Archives For November 30, 1999

I’ve had a surprising number of people write me today asking if the TechCrunch 50 Demo Pit is worth it. I’m guessing this means they announced who did and didn’t make the cut to be on the big stage (don’t feel bad, we didn’t either!), and so there are a lot of people out there wondering if they should accept the consolation prize of demoing in the Demo Pit. Like anything, it is what you make of it, but if you go in with the right attitude and expectations, I’d have to say yes. It’s definitely worth it.

The Good

The DemoPit won’t make or break your company, it’ll just push you along whatever direction you’re already going.  If you’re doing good things, it’ll accelerate that.  If you’re not, it’ll reaffirm that.  Either way, you’ll get unbeatable, no-punches-pulled feedback from people who know what they’re talking about.  In Expensify’s case, we learned a hard lesson: yes our prepaid cards are cool, but the real excitement is around credit card import and expense reporting.  That’s a valuable lesson to learn, and worth every penny.

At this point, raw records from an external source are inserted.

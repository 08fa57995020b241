//! Named FIFO queues with registries for settled jobs.
//!
//! A queue holds the ordered backlog of not-yet-dequeued descriptors plus bookkeeping maps for
//! started, finished and failed ones. Execution happens through [Queue::run_sync]: the job runs
//! on the calling task under its hard wall-clock timeout, transitions to exactly one of
//! finished/failed, and fires the matching callback. A failing job - handler error, unknown
//! function reference or timeout - is contained here and never propagates to the caller.

use crate::error::QueueError;
use crate::job::{JobCallback, JobDescriptor, JobStatus};
use crate::registry::{CallbackEvent, JobRegistry};
use chrono::Utc;
use fxhash::FxHashMap;
use serde_json::Value;
use std::collections::VecDeque;
use std::time::Duration;
use tracing::{debug, error, info};
use trellis_container::instance::{convert_error, ErrorPtr};

/// Hard timeout applied when a descriptor carries none, in seconds.
pub const DEFAULT_JOB_TIMEOUT: u64 = 180;

pub struct Queue {
    name: String,
    backlog: VecDeque<JobDescriptor>,
    started: FxHashMap<String, JobDescriptor>,
    finished: FxHashMap<String, JobDescriptor>,
    failed: FxHashMap<String, JobDescriptor>,
}

impl Queue {
    pub fn new(name: impl Into<String>) -> Self {
        Self {
            name: name.into(),
            backlog: VecDeque::new(),
            started: Default::default(),
            finished: Default::default(),
            failed: Default::default(),
        }
    }

    pub fn name(&self) -> &str {
        &self.name
    }

    #[inline]
    pub fn len(&self) -> usize {
        self.backlog.len()
    }

    #[inline]
    pub fn is_empty(&self) -> bool {
        self.backlog.is_empty()
    }

    pub fn queued_jobs(&self) -> impl Iterator<Item = &JobDescriptor> {
        self.backlog.iter()
    }

    pub fn started_job(&self, id: &str) -> Option<&JobDescriptor> {
        self.started.get(id)
    }

    pub fn finished_job(&self, id: &str) -> Option<&JobDescriptor> {
        self.finished.get(id)
    }

    pub fn failed_job(&self, id: &str) -> Option<&JobDescriptor> {
        self.failed.get(id)
    }

    /// Appends a job to the backlog, honoring the at-front override. Returns the job id.
    pub fn enqueue(&mut self, mut job: JobDescriptor) -> String {
        job.origin = self.name.clone();
        job.status = JobStatus::Queued;
        job.enqueued_at = Some(Utc::now());

        let id = job.id.clone();
        debug!("Enqueued job {id} on {}", self.name);

        if job.enqueue_at_front {
            self.backlog.push_front(job);
        } else {
            self.backlog.push_back(job);
        }

        id
    }

    /// Pops the next job, marking it started.
    pub fn dequeue(&mut self) -> Option<JobDescriptor> {
        let mut job = self.backlog.pop_front()?;
        job.status = JobStatus::Started;
        job.started_at = Some(Utc::now());
        self.started.insert(job.id.clone(), job.clone());
        Some(job)
    }

    /// Runs a job on the calling task. The returned descriptor carries the final status; errors
    /// are absorbed into it.
    pub async fn run_sync(&mut self, mut job: JobDescriptor, registry: &JobRegistry) -> JobDescriptor {
        if job.started_at.is_none() {
            job.status = JobStatus::Started;
            job.started_at = Some(Utc::now());
        }
        self.started.insert(job.id.clone(), job.clone());

        match Self::execute(&job, registry).await {
            Ok(result) => {
                job.ended_at = Some(Utc::now());
                job.result = Some(result.clone());
                job.status = JobStatus::Finished;
                self.started.remove(&job.id);
                self.finished.insert(job.id.clone(), job.clone());
                info!("{}: job {} OK", self.name, job.id);

                if let Some(callback) = job.on_success.clone() {
                    Self::fire_callback(&job, &callback, CallbackEvent::Success(result), registry)
                        .await;
                }
            }
            Err(cause) => {
                job.ended_at = Some(Utc::now());
                job.set_exc_info(&cause.to_string());
                job.status = JobStatus::Failed;
                self.started.remove(&job.id);
                self.failed.insert(job.id.clone(), job.clone());
                error!("{}: job {} failed: {cause}", self.name, job.id);

                if let Some(callback) = job.on_failure.clone() {
                    Self::fire_callback(
                        &job,
                        &callback,
                        CallbackEvent::Failure(cause.to_string()),
                        registry,
                    )
                    .await;
                }
            }
        }

        job
    }

    /// Marks a job stopped and fires its stopped callback.
    pub async fn stop_job(&mut self, mut job: JobDescriptor, registry: &JobRegistry) -> JobDescriptor {
        job.ended_at = Some(Utc::now());
        job.status = JobStatus::Stopped;
        self.started.remove(&job.id);
        self.failed.insert(job.id.clone(), job.clone());
        info!("{}: job {} stopped", self.name, job.id);

        if let Some(callback) = job.on_stopped.clone() {
            Self::fire_callback(&job, &callback, CallbackEvent::Stopped, registry).await;
        }

        job
    }

    /// Invokes the handler under the descriptor's hard wall-clock timeout.
    async fn execute(job: &JobDescriptor, registry: &JobRegistry) -> Result<Value, ErrorPtr> {
        let handler = registry.handler(&job.func).map_err(convert_error)?;
        let seconds = job.timeout.unwrap_or(DEFAULT_JOB_TIMEOUT);

        match tokio::time::timeout(Duration::from_secs(seconds), handler(job.clone())).await {
            Ok(result) => result,
            Err(_) => Err(convert_error(QueueError::JobTimeout {
                id: job.id.clone(),
                seconds,
            })),
        }
    }

    /// Callback failures are logged, never propagated.
    async fn fire_callback(
        job: &JobDescriptor,
        callback: &JobCallback,
        event: CallbackEvent,
        registry: &JobRegistry,
    ) {
        let handler = match registry.callback(callback) {
            Ok(handler) => handler,
            Err(cause) => {
                error!("Job {}: {cause}", job.id);
                return;
            }
        };

        debug!("Running {:?} callback for {}", event, job.id);
        let future = handler(job.clone(), event);
        let result = match callback.timeout {
            Some(seconds) => {
                match tokio::time::timeout(Duration::from_secs(seconds), future).await {
                    Ok(result) => result,
                    Err(_) => {
                        error!("Job {}: callback {} timed out", job.id, callback.name);
                        return;
                    }
                }
            }
            None => future.await,
        };

        if let Err(cause) = result {
            error!(
                "Job {}: error while executing callback {}: {cause}",
                job.id, callback.name
            );
        }
    }
}

#[cfg(test)]
mod tests {
    use crate::error::QueueError;
    use crate::job::{JobCallback, JobDescriptor, JobStatus};
    use crate::queue::Queue;
    use crate::registry::{
        sync_callback_handler, sync_job_handler, CallbackEvent, JobRegistry,
    };
    use futures::FutureExt;
    use serde_json::json;
    use std::sync::atomic::{AtomicUsize, Ordering};
    use std::sync::{Arc, Mutex};
    use std::time::Duration;
    use trellis_container::instance::convert_error;

    fn registry() -> JobRegistry {
        let mut registry = JobRegistry::new();
        registry.register_handler("math.double", sync_job_handler(|job| {
            let value = job.args.first().and_then(|arg| arg.as_i64()).unwrap_or(0);
            Ok(json!(value * 2))
        }));
        registry.register_handler("always.fails", sync_job_handler(|_| {
            Err(convert_error(QueueError::InvalidCallback))
        }));
        registry
    }

    #[tokio::test]
    async fn should_keep_fifo_order_with_at_front_override() {
        let mut queue = Queue::new("default");
        let first = queue.enqueue(JobDescriptor::new("math.double"));
        let second = queue.enqueue(JobDescriptor::new("math.double"));
        let urgent = queue.enqueue(JobDescriptor::builder("math.double").at_front().build());

        assert_eq!(queue.len(), 3);
        assert_eq!(queue.dequeue().unwrap().id, urgent);
        assert_eq!(queue.dequeue().unwrap().id, first);
        assert_eq!(queue.dequeue().unwrap().id, second);
        assert!(queue.is_empty());
    }

    #[tokio::test]
    async fn should_mark_dequeued_jobs_started() {
        let mut queue = Queue::new("default");
        let id = queue.enqueue(JobDescriptor::new("math.double"));

        let job = queue.dequeue().unwrap();
        assert_eq!(job.status, JobStatus::Started);
        assert!(job.started_at.is_some());
        assert_eq!(queue.started_job(&id).unwrap().id, id);
    }

    #[tokio::test]
    async fn should_finish_successful_jobs_and_fire_success_callback() {
        let events = Arc::new(Mutex::new(Vec::new()));
        let mut registry = registry();
        let callback_events = events.clone();
        registry.register_callback(
            "record",
            sync_callback_handler(move |_, event| {
                callback_events.lock().unwrap().push(format!("{event:?}"));
                Ok(())
            }),
        );

        let mut queue = Queue::new("default");
        let job = JobDescriptor::builder("math.double")
            .arg(json!(21))
            .on_success(JobCallback::new("record").unwrap())
            .build();

        let done = queue.run_sync(job, &registry).await;

        assert_eq!(done.status, JobStatus::Finished);
        assert_eq!(done.result, Some(json!(42)));
        assert!(queue.finished_job(&done.id).is_some());
        assert!(queue.started_job(&done.id).is_none());
        assert_eq!(events.lock().unwrap().len(), 1);
        assert!(events.lock().unwrap()[0].contains("Success"));
    }

    #[tokio::test]
    async fn should_fail_jobs_and_fire_failure_callback() {
        let events = Arc::new(Mutex::new(Vec::new()));
        let mut registry = registry();
        let callback_events = events.clone();
        registry.register_callback(
            "record",
            sync_callback_handler(move |_, event| {
                if let CallbackEvent::Failure(cause) = event {
                    callback_events.lock().unwrap().push(cause);
                }
                Ok(())
            }),
        );

        let mut queue = Queue::new("default");
        let job = JobDescriptor::builder("always.fails")
            .on_failure(JobCallback::new("record").unwrap())
            .build();

        let done = queue.run_sync(job, &registry).await;

        assert_eq!(done.status, JobStatus::Failed);
        assert!(queue.failed_job(&done.id).is_some());
        assert!(done.exc_info().unwrap().contains("Callback name"));
        assert_eq!(events.lock().unwrap().len(), 1);
    }

    #[tokio::test]
    async fn should_fail_jobs_with_unknown_function_reference() {
        let mut queue = Queue::new("default");
        let done = queue
            .run_sync(JobDescriptor::new("not.registered"), &registry())
            .await;

        assert_eq!(done.status, JobStatus::Failed);
        assert!(done.exc_info().unwrap().contains("not.registered"));
    }

    #[tokio::test(start_paused = true)]
    async fn should_abort_jobs_exceeding_their_timeout() {
        let mut registry = registry();
        registry.register_handler(
            "slow.crawl",
            Arc::new(|_| {
                async {
                    tokio::time::sleep(Duration::from_secs(120)).await;
                    Ok(json!(null))
                }
                .boxed()
            }),
        );

        let mut queue = Queue::new("default");
        let job = JobDescriptor::builder("slow.crawl").timeout(1).build();
        let done = queue.run_sync(job, &registry).await;

        assert_eq!(done.status, JobStatus::Failed);
        assert!(done.exc_info().unwrap().contains("timeout"));
    }

    #[tokio::test]
    async fn should_absorb_callback_errors() {
        let mut registry = registry();
        registry.register_callback(
            "explodes",
            sync_callback_handler(|_, _| Err(convert_error(QueueError::InvalidCallback))),
        );

        let mut queue = Queue::new("default");
        let job = JobDescriptor::builder("math.double")
            .arg(json!(1))
            .on_success(JobCallback::new("explodes").unwrap())
            .build();

        // a failing success callback doesn't change the job outcome
        let done = queue.run_sync(job, &registry).await;
        assert_eq!(done.status, JobStatus::Finished);
    }

    #[tokio::test]
    async fn should_fire_stopped_callback() {
        let stopped = Arc::new(AtomicUsize::new(0));
        let mut registry = registry();
        let counter = stopped.clone();
        registry.register_callback(
            "on.stop",
            sync_callback_handler(move |_, _| {
                counter.fetch_add(1, Ordering::SeqCst);
                Ok(())
            }),
        );

        let mut queue = Queue::new("default");
        let job = JobDescriptor::builder("math.double")
            .on_stopped(JobCallback::new("on.stop").unwrap())
            .build();

        let done = queue.stop_job(job, &registry).await;
        assert_eq!(done.status, JobStatus::Stopped);
        assert_eq!(stopped.load(Ordering::SeqCst), 1);
    }
}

Similarly, everybody who’s anybody in the startup world is there, and that includes VCs. Expensify was in the lucky position of not needing to raise money when we were there, but we were still inundated by investors.  As such, when we actually did go out to raise a round, we already had a large set of initial contacts — a crucial starting point to what is essentially an iterative “who do you know” networking process.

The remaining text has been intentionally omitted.